**WORK TASK:** For the records below, print the lines from the line with "impl From<bool> for" through the line with "impl std::fmt::Display for Verdict" exactly as written; include both end lines and exclude the rest.

[Stored records]
#####

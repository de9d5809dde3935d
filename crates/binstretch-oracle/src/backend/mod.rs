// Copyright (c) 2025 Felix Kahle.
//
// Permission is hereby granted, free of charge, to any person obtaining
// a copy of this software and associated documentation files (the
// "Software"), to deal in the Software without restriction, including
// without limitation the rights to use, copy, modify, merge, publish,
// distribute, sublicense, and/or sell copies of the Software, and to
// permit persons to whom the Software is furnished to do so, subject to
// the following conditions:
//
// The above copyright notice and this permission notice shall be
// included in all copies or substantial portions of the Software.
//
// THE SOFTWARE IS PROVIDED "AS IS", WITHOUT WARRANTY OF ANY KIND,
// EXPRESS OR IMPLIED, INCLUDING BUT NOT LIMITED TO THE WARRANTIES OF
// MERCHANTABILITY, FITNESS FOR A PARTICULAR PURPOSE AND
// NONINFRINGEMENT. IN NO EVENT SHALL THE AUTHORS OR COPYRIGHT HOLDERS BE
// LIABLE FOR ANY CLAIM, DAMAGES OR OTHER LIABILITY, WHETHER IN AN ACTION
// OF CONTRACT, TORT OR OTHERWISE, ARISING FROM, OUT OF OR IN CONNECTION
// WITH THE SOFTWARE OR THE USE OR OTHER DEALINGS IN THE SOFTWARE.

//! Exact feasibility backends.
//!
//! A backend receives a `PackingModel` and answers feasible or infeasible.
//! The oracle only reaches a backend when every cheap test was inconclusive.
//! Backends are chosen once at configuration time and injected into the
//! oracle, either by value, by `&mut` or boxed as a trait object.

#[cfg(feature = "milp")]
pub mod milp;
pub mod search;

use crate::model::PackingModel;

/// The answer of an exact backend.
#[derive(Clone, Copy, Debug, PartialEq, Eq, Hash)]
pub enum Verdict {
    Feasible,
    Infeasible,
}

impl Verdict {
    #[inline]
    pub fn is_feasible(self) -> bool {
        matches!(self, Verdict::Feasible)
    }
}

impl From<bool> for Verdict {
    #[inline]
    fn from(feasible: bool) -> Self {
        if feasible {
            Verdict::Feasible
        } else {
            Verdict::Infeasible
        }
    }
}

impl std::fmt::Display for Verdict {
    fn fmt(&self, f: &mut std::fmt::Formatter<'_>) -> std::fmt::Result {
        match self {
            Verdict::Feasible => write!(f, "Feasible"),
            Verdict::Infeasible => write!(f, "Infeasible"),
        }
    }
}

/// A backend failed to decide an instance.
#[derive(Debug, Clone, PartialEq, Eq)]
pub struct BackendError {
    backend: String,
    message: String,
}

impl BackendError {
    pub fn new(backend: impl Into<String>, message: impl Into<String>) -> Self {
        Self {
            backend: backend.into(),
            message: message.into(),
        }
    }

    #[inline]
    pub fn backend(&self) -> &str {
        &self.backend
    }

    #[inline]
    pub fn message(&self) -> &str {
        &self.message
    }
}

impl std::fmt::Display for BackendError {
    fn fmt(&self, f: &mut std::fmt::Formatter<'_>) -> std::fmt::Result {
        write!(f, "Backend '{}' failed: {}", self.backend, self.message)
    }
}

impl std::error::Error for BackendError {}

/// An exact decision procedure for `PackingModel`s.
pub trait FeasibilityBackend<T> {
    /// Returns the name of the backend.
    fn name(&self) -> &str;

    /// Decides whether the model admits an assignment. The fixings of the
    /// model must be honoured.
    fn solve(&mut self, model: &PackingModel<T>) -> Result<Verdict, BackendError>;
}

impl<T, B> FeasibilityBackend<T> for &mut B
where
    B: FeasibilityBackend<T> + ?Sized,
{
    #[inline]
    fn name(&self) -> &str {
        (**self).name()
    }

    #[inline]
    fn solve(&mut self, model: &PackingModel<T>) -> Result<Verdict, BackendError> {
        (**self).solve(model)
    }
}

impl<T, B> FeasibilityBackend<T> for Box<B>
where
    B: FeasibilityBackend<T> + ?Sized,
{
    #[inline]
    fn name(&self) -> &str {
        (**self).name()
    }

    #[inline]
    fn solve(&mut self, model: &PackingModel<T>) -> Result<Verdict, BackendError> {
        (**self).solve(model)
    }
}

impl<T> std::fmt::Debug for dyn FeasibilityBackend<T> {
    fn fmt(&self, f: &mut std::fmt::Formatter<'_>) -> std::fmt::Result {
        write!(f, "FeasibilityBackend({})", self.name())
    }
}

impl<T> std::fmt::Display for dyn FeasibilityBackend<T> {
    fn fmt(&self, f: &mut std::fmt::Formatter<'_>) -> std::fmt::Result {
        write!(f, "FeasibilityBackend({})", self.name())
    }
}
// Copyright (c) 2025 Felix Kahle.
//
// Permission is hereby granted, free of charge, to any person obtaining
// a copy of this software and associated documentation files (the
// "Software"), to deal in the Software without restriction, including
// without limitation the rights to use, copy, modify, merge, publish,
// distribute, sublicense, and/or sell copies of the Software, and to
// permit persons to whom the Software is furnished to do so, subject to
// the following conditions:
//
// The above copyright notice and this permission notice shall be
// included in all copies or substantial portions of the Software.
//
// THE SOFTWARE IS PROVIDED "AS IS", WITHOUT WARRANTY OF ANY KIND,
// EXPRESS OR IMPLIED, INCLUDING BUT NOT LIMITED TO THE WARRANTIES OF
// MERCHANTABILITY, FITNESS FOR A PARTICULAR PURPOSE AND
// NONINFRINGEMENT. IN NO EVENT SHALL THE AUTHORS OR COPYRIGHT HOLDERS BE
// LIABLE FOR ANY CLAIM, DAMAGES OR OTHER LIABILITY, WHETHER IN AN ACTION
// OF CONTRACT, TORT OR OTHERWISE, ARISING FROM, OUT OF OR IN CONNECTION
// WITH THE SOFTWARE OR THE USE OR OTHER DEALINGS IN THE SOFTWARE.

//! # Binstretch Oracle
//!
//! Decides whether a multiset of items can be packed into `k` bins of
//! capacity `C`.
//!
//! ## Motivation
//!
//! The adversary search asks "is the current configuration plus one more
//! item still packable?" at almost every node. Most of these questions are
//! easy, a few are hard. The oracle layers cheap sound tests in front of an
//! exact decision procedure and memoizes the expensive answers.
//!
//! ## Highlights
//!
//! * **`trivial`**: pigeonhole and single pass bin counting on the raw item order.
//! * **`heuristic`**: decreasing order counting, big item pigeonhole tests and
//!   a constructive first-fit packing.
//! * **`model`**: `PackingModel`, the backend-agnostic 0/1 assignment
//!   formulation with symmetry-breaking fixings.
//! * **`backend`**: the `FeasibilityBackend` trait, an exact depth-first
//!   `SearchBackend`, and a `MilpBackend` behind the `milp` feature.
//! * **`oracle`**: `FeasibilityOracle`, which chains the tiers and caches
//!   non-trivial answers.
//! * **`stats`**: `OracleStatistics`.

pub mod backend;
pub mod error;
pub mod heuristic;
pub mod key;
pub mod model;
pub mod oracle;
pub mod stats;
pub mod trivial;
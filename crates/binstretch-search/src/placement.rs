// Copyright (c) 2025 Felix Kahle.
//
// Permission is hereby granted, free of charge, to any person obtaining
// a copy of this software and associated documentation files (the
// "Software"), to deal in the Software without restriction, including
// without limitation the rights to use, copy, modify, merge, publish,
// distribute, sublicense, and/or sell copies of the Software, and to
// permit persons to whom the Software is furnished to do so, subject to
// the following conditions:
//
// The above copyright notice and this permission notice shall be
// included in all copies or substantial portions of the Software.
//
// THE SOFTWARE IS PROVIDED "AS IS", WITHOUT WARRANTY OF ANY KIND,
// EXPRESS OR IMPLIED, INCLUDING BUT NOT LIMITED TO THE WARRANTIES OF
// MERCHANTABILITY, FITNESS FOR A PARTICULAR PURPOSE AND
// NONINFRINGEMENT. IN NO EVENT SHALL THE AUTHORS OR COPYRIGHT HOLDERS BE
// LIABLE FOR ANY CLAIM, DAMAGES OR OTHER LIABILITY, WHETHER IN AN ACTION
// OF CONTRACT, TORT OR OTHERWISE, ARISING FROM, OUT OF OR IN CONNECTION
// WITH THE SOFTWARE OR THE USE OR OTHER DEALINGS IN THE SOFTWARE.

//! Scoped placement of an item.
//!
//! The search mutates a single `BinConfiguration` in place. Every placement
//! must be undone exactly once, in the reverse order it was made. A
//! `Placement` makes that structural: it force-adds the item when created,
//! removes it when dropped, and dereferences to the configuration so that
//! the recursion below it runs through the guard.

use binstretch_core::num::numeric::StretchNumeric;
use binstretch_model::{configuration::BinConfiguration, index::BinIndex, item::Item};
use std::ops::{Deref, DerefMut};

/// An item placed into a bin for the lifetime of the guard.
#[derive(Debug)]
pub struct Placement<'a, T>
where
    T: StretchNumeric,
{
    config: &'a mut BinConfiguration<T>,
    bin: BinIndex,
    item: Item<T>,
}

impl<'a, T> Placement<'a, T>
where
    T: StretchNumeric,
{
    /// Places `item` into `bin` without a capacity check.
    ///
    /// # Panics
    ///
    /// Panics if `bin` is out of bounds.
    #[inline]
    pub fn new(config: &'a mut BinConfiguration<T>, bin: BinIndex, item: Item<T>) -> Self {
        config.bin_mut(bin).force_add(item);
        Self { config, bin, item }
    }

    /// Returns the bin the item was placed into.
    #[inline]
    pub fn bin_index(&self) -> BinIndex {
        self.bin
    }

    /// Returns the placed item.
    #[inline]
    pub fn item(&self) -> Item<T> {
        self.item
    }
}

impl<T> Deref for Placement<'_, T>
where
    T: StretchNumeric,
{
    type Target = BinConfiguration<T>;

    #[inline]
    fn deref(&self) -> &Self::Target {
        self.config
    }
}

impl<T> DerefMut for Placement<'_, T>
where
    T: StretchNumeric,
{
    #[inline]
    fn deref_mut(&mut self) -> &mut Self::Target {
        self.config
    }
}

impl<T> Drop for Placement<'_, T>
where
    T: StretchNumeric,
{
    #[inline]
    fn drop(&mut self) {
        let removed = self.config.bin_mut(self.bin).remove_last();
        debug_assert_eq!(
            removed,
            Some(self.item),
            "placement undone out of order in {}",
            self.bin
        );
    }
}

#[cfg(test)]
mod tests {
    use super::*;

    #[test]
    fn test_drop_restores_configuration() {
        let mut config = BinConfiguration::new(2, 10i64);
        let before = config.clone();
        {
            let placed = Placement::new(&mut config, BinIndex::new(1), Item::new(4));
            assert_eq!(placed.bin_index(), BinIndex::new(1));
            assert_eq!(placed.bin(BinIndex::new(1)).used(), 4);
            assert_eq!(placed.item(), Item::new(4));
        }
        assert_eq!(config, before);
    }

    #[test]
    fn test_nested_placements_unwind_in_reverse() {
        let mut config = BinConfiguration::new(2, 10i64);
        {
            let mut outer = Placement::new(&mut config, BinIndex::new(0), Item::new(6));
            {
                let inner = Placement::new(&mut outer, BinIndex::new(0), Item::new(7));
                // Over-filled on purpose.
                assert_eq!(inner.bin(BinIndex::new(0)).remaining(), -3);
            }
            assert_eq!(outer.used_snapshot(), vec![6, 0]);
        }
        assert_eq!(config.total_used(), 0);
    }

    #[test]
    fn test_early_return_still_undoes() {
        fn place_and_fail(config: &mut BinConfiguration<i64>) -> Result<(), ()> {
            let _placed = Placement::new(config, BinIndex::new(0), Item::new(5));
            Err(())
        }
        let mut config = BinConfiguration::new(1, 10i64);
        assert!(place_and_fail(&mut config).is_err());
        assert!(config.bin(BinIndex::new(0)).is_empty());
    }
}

#####

**RESPONSE TO THIS EXERCISE:**
impl From<bool> for Verdict {
    #[inline]
    fn from(feasible: bool) -> Self {
        if feasible {
            Verdict::Feasible
        } else {
            Verdict::Infeasible
        }
    }
}

impl std::fmt::Display for Verdict {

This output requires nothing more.